| Problem statement |
Check each line of the entries below for the word "WorkoutHistory", and copy out the ones that have it.

| Exercise data |
=== Section Start ===

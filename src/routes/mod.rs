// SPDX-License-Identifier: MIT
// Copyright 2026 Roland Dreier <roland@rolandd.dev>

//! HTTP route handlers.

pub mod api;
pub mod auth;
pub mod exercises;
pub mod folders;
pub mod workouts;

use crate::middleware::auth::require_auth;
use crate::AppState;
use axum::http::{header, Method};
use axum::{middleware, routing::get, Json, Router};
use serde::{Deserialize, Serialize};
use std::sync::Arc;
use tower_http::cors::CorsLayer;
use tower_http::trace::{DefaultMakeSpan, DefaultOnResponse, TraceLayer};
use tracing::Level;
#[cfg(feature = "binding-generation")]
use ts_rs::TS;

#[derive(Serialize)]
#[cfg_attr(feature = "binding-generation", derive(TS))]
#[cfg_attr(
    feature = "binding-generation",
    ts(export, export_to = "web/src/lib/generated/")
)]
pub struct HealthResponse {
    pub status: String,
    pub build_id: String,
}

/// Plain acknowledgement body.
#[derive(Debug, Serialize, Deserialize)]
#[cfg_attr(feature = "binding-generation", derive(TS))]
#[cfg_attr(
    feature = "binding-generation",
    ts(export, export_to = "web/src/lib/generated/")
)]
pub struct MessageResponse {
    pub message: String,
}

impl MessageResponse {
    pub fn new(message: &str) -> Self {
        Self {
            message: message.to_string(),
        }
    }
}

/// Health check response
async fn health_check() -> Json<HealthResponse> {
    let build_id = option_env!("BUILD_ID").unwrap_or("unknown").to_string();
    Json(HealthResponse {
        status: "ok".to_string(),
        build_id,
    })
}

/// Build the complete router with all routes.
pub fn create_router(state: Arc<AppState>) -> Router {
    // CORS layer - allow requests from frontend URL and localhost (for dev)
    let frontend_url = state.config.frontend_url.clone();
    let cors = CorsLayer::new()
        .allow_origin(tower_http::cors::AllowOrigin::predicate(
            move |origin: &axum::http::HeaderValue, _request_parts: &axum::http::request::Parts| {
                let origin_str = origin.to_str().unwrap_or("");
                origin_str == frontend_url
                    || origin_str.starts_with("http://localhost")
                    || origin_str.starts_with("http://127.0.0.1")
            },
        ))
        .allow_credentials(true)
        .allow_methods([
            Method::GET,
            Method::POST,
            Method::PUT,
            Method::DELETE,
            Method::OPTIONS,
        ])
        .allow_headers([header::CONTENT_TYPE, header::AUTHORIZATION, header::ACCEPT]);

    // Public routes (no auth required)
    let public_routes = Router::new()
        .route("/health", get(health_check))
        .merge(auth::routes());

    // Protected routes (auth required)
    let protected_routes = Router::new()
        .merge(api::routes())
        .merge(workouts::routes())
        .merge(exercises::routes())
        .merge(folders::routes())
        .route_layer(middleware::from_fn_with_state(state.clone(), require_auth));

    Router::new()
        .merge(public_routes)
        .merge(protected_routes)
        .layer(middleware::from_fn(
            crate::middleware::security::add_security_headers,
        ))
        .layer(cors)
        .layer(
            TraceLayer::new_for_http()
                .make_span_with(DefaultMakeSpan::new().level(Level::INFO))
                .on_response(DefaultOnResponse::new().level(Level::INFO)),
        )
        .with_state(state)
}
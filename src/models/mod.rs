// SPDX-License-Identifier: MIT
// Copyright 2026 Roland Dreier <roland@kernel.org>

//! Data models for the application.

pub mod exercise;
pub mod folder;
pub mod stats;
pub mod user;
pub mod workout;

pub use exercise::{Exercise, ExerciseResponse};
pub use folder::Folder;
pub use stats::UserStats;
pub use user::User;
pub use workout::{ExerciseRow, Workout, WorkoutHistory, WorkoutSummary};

=== Section End ===
=== Section Start ===

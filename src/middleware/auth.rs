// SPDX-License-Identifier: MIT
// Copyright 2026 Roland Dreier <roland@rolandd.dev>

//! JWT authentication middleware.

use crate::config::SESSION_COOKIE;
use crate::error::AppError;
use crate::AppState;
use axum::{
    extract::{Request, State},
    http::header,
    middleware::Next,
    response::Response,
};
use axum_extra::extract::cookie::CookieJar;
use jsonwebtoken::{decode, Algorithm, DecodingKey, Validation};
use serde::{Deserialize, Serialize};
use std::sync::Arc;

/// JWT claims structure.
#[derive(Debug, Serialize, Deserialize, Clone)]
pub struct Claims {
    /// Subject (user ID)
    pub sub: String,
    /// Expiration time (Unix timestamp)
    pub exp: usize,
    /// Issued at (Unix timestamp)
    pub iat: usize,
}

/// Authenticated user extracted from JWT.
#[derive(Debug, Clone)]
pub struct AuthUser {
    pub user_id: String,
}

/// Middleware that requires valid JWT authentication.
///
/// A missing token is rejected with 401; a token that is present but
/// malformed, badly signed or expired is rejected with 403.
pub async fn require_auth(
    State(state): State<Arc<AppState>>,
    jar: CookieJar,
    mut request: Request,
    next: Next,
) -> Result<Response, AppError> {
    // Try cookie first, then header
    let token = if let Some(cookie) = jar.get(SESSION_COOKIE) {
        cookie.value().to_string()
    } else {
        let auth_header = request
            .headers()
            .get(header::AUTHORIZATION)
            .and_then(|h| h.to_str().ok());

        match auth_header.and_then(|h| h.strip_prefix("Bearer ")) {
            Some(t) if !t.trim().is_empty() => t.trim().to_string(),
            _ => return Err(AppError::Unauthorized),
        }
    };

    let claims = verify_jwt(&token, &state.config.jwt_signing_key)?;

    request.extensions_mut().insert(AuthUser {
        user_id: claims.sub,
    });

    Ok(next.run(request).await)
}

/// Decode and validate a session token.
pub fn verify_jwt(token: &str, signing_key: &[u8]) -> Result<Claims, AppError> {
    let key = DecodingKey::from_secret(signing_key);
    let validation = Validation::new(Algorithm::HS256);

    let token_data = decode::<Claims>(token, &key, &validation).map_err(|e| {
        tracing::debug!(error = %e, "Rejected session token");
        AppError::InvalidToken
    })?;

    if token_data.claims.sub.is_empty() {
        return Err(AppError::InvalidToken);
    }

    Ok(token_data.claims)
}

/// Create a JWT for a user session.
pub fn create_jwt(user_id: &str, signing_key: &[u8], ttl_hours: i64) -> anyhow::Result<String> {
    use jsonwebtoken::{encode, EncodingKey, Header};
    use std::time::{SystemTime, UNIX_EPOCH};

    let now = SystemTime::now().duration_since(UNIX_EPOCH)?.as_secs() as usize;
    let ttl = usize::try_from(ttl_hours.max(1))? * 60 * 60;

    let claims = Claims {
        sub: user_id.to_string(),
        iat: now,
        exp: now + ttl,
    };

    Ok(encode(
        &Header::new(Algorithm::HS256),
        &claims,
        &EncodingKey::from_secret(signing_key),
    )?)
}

=== Section End ===
=== Section Start ===

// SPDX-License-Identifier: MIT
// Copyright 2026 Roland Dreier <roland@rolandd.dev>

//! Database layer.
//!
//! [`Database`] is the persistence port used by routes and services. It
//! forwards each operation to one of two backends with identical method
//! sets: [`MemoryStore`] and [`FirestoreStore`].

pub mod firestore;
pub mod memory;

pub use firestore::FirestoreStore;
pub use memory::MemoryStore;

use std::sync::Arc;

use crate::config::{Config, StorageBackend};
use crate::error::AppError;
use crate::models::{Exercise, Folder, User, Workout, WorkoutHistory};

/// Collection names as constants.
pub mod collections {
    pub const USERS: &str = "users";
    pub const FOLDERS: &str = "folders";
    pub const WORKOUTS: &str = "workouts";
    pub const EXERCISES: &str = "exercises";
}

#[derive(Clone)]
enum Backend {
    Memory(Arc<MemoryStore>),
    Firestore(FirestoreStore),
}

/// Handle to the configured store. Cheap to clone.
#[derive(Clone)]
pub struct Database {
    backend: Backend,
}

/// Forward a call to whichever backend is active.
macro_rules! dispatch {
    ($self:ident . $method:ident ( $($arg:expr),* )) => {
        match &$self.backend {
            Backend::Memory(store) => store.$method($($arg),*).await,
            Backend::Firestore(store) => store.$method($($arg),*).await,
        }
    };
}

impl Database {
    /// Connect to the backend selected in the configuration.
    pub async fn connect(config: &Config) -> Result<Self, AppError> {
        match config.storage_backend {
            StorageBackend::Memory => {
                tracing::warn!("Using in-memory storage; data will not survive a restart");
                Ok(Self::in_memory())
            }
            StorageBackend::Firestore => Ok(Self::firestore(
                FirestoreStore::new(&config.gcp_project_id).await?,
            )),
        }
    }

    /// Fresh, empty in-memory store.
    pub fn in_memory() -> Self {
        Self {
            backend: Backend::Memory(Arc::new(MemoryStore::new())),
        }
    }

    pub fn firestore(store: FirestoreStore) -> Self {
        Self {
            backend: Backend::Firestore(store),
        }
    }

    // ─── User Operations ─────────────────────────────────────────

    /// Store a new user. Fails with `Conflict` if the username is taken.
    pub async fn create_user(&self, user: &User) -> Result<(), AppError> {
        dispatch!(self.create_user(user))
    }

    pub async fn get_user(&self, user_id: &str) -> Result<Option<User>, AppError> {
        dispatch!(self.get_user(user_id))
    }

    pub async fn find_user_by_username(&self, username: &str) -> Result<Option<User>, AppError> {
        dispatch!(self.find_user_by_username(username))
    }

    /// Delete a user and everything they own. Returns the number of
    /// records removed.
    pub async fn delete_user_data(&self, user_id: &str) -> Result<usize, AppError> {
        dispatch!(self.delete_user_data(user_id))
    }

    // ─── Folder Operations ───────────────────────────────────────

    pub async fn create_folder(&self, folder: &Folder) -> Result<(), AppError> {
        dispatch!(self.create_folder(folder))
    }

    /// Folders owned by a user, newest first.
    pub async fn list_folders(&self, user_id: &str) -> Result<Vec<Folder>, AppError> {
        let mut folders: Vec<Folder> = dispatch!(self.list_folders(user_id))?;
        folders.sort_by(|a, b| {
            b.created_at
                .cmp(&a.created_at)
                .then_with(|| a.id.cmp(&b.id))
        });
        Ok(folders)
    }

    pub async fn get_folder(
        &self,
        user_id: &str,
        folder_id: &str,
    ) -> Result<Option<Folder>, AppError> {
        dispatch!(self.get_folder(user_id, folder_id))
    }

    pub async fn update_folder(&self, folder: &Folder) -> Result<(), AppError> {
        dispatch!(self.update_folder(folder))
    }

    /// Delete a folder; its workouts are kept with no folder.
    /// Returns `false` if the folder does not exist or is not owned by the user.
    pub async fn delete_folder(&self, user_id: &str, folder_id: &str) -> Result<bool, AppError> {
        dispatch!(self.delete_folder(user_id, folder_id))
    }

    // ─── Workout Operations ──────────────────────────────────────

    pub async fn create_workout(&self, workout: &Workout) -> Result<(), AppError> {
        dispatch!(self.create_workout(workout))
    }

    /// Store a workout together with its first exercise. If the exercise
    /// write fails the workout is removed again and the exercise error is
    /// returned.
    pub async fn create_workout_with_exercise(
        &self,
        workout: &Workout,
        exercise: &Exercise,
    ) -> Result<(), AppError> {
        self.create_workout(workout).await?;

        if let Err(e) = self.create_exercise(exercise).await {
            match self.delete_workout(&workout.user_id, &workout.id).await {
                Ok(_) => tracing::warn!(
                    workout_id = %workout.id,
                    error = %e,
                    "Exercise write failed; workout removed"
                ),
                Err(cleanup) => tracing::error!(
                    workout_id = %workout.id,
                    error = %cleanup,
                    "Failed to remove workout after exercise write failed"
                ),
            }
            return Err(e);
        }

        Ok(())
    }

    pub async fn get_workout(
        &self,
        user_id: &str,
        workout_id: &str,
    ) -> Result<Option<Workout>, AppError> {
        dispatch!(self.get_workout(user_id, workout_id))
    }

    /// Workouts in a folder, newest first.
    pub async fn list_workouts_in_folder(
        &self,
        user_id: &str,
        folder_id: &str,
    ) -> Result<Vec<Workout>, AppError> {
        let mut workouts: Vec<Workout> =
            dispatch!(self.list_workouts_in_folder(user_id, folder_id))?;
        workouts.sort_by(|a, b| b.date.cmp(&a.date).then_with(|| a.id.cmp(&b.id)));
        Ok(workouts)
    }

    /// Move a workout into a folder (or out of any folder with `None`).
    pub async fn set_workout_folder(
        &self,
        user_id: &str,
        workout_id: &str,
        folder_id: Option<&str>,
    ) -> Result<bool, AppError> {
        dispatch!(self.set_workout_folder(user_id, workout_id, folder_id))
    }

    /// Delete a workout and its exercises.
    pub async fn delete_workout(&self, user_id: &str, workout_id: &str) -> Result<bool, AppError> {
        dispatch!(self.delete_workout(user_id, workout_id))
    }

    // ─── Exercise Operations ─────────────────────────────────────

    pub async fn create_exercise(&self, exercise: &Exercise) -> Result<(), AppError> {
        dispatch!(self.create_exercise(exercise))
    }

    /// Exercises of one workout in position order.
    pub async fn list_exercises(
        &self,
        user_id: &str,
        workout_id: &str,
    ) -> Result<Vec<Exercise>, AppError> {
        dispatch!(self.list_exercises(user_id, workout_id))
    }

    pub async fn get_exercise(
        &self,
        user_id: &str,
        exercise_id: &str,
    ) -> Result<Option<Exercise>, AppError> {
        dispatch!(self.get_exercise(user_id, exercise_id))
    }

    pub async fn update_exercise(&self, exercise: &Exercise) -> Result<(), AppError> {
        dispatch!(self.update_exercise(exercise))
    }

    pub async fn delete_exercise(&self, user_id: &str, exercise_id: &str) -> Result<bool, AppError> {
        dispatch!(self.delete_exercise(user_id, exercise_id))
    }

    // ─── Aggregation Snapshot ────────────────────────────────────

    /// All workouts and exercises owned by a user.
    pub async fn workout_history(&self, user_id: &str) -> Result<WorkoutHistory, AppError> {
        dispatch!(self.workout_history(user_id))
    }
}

=== Section End ===

| Answer below |
pub use workout::{ExerciseRow, Workout, WorkoutHistory, WorkoutSummary};
use crate::models::{Exercise, Folder, User, Workout, WorkoutHistory};
    pub async fn workout_history(&self, user_id: &str) -> Result<WorkoutHistory, AppError> {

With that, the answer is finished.